Wherever the word "parse" occurs in the listing below, copy that whole line.

——

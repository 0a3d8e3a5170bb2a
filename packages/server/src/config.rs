//! Server configuration from environment variables.

use anyhow::{Context, Result};

#[derive(Debug, Clone)]
pub struct Config {
    pub port: u16,
    /// Extra provider descriptor file, merged after the builtin set
    pub providers_file: Option<String>,
    /// SOCKS5h proxy for `.onion` probes
    pub socks_proxy: Option<String>,
    pub hibp_api_key: Option<String>,
    /// Global outbound concurrency cap
    pub concurrency: usize,
    /// External face-restoration endpoint
    pub face_restore_url: Option<String>,
}

impl Config {
    pub fn from_env() -> Result<Self> {
        let port = match std::env::var("PORT") {
            Ok(raw) => raw.parse().context("PORT is not a valid port number")?,
            Err(_) => 8080,
        };
        let concurrency = match std::env::var("SCAN_CONCURRENCY") {
            Ok(raw) => raw
                .parse()
                .context("SCAN_CONCURRENCY is not a valid integer")?,
            Err(_) => 6,
        };

        Ok(Self {
            port,
            providers_file: std::env::var("PROVIDERS_FILE").ok(),
            socks_proxy: std::env::var("SOCKS_PROXY").ok(),
            hibp_api_key: std::env::var("HIBP_API_KEY").ok(),
            concurrency,
            face_restore_url: std::env::var("FACE_RESTORE_URL").ok(),
        })
    }
}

——

Answer space >>
            Ok(raw) => raw.parse().context("PORT is not a valid port number")?,
                .parse()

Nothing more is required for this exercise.